** Provided information follows **
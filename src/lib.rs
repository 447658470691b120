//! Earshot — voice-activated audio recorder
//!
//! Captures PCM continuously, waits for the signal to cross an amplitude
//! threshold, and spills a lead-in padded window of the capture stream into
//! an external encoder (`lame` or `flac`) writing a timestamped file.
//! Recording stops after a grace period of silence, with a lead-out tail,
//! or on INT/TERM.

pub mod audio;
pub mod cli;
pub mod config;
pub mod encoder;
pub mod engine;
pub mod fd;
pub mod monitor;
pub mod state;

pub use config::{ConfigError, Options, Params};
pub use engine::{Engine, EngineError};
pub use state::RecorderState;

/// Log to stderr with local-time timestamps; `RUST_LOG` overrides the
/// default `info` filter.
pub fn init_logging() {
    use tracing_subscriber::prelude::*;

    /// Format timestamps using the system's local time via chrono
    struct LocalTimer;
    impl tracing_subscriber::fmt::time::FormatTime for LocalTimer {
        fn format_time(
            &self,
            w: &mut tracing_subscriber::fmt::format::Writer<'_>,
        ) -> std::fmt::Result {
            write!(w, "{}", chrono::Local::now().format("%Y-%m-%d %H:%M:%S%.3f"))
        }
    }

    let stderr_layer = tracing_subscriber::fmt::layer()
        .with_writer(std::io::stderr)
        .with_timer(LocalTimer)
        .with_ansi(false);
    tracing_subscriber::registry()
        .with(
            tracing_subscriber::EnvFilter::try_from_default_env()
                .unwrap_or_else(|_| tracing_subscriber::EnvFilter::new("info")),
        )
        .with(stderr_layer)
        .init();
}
** End of Provided information **
** Provided information follows **
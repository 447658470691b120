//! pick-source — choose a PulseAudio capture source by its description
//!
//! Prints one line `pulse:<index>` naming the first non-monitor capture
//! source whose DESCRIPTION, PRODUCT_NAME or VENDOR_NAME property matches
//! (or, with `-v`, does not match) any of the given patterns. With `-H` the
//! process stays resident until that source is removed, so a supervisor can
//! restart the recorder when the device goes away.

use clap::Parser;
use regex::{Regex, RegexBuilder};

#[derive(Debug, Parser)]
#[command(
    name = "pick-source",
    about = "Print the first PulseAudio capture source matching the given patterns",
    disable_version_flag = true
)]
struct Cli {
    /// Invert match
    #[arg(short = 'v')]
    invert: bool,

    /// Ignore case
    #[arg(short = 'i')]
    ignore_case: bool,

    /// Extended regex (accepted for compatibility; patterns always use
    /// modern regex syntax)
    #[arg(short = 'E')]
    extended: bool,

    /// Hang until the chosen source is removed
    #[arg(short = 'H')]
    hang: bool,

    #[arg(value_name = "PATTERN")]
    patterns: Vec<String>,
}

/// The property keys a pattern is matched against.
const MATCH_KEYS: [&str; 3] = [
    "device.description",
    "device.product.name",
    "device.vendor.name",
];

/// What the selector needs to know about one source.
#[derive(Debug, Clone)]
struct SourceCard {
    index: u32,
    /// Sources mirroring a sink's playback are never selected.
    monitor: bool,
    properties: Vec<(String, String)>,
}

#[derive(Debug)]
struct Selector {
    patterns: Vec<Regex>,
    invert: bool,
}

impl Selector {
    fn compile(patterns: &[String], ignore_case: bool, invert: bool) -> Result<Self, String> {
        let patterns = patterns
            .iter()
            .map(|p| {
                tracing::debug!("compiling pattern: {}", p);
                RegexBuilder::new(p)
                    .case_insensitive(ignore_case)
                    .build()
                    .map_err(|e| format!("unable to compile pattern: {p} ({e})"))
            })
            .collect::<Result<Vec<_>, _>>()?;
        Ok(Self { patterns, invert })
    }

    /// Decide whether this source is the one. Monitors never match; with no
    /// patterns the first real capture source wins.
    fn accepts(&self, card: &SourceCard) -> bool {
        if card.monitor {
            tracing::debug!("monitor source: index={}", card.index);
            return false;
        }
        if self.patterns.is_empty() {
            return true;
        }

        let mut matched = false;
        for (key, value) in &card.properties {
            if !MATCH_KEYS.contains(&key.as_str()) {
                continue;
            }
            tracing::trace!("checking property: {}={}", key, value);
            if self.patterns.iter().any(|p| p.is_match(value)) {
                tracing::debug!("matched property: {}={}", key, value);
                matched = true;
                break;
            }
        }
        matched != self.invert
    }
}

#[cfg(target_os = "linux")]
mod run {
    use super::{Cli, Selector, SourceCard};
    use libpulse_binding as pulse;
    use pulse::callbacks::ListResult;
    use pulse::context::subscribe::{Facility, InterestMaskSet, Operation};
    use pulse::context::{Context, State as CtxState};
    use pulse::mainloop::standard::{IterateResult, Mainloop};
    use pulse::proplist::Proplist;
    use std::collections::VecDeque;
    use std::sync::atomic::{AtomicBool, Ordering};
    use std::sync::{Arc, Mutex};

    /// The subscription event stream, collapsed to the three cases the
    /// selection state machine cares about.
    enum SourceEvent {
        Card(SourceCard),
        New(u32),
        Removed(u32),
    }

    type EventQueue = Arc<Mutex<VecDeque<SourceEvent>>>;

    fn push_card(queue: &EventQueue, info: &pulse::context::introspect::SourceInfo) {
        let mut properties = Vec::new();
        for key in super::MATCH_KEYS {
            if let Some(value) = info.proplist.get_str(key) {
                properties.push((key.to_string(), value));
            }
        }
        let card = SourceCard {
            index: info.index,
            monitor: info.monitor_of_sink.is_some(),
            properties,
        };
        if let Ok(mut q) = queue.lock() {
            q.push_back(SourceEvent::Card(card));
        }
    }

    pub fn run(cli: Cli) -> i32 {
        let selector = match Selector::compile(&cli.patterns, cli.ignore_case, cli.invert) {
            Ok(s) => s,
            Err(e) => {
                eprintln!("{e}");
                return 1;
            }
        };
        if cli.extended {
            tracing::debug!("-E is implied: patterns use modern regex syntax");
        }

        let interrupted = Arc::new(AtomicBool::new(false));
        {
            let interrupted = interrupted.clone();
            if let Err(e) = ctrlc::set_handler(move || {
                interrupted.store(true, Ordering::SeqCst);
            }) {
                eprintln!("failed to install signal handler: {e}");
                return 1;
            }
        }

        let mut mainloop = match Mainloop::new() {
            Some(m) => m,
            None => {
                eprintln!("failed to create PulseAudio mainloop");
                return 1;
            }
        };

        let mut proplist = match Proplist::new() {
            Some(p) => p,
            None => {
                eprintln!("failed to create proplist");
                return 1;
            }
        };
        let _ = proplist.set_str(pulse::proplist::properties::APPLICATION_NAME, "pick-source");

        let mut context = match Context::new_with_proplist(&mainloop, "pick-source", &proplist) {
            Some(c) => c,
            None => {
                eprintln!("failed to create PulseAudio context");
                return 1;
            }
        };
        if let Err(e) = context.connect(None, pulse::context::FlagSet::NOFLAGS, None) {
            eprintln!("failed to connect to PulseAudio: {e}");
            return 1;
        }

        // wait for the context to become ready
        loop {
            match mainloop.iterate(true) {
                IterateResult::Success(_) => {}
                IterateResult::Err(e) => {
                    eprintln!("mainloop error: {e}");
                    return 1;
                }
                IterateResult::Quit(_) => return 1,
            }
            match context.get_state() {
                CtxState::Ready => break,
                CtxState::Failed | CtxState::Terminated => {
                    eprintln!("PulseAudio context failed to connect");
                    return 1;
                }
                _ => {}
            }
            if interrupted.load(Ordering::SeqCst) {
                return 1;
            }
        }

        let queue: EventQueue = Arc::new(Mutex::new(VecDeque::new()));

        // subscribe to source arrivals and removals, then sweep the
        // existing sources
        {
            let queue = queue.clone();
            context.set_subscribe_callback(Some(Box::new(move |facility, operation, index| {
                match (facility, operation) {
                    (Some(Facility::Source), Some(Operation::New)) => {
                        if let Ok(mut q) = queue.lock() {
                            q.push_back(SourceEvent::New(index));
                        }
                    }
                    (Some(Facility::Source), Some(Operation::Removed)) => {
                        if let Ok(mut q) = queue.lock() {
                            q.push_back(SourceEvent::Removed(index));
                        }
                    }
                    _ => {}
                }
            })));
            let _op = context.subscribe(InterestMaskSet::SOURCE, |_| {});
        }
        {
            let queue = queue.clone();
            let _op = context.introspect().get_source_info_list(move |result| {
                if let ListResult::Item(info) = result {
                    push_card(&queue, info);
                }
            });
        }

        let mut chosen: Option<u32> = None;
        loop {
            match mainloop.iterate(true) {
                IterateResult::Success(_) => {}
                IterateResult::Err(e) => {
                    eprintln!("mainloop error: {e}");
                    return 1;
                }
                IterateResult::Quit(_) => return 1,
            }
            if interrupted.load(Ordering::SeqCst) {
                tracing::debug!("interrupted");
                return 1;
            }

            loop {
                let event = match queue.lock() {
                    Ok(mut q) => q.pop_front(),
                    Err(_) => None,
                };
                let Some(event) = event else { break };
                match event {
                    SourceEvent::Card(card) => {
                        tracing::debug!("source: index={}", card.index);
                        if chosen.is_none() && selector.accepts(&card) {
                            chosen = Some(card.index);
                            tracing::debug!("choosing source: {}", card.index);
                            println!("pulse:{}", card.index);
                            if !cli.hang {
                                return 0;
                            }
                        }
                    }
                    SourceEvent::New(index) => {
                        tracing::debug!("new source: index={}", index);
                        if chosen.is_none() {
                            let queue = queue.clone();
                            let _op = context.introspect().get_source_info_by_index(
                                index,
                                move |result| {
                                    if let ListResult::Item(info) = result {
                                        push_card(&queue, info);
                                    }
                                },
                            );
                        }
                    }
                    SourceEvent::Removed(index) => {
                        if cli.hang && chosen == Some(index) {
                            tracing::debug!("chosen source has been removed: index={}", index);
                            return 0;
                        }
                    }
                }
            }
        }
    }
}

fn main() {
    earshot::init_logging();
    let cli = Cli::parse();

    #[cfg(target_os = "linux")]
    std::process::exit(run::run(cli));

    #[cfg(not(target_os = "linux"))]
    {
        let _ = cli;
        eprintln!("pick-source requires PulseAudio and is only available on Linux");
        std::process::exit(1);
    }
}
** End of Provided information **
** Provided information follows **
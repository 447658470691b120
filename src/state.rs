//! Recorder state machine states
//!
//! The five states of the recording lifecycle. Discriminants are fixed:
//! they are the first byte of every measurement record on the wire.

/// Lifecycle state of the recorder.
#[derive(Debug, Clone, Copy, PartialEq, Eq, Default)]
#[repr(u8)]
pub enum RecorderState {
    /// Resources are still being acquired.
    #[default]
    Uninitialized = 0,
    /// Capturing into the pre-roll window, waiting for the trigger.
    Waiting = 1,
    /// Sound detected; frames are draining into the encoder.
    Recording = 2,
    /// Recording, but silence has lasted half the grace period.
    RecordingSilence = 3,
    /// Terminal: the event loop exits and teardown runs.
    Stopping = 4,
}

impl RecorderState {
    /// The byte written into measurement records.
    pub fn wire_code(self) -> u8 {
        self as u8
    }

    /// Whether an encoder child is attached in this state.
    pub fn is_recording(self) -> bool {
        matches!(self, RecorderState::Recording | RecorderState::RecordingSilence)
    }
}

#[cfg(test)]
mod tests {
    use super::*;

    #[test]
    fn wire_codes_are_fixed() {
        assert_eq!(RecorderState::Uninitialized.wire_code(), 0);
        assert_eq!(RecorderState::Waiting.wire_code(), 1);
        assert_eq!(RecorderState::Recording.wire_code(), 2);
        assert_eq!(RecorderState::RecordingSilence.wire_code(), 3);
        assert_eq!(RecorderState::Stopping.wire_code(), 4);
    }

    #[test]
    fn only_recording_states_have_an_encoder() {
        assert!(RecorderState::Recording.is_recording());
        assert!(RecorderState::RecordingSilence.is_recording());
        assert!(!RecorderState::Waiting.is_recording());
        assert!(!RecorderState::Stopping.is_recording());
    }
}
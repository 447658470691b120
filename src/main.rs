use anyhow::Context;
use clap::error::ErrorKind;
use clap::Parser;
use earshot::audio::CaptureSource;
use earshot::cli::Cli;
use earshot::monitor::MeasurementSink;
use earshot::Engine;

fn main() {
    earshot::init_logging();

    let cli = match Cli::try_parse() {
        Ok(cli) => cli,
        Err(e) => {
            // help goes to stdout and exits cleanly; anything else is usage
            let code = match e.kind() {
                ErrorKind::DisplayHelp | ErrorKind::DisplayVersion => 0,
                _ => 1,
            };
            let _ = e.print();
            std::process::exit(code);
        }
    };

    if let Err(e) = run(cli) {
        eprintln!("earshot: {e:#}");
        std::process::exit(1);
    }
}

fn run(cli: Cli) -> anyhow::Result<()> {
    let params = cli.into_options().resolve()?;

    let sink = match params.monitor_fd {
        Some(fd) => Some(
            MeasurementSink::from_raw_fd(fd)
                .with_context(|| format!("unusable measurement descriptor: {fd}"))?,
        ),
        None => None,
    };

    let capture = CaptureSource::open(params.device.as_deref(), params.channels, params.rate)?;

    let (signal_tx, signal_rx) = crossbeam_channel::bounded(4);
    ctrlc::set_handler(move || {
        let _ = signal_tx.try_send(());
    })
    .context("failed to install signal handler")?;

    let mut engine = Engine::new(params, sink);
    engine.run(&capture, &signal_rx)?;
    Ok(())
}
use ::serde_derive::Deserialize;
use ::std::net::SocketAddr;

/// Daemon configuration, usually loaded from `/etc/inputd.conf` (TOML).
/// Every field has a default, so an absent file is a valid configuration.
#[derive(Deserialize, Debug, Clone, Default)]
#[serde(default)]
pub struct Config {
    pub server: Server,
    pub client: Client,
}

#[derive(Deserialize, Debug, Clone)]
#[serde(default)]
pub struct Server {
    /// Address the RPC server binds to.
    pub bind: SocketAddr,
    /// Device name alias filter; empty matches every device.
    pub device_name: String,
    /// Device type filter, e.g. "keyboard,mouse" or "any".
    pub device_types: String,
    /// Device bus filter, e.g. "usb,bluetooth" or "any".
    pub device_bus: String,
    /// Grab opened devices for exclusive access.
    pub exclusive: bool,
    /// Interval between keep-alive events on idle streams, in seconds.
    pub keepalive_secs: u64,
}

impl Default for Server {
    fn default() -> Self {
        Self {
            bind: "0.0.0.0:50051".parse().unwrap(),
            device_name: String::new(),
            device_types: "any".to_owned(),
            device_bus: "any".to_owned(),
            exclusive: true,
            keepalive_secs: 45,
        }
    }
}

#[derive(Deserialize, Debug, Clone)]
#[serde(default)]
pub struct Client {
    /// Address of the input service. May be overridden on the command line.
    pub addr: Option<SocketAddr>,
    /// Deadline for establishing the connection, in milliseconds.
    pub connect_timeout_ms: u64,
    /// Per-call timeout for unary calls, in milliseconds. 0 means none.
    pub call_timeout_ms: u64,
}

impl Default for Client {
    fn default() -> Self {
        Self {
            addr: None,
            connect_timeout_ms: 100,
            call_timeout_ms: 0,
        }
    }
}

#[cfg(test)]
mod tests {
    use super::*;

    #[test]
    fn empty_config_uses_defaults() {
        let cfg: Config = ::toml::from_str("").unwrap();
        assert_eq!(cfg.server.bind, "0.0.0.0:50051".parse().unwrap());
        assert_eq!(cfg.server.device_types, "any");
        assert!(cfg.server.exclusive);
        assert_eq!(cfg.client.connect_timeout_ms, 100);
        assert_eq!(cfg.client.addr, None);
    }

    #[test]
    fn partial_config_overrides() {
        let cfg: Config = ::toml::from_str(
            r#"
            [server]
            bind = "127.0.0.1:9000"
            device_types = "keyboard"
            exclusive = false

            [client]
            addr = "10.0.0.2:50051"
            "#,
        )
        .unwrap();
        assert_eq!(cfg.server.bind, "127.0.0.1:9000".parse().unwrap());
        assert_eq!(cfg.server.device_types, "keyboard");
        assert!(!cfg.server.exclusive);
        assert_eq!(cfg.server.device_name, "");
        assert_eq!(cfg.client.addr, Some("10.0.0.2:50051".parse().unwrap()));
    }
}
** End of Provided information **
Goal of the exercise — How many lines in these records hold the string "sync"? Reply with the number alone.

Solution for this task — 2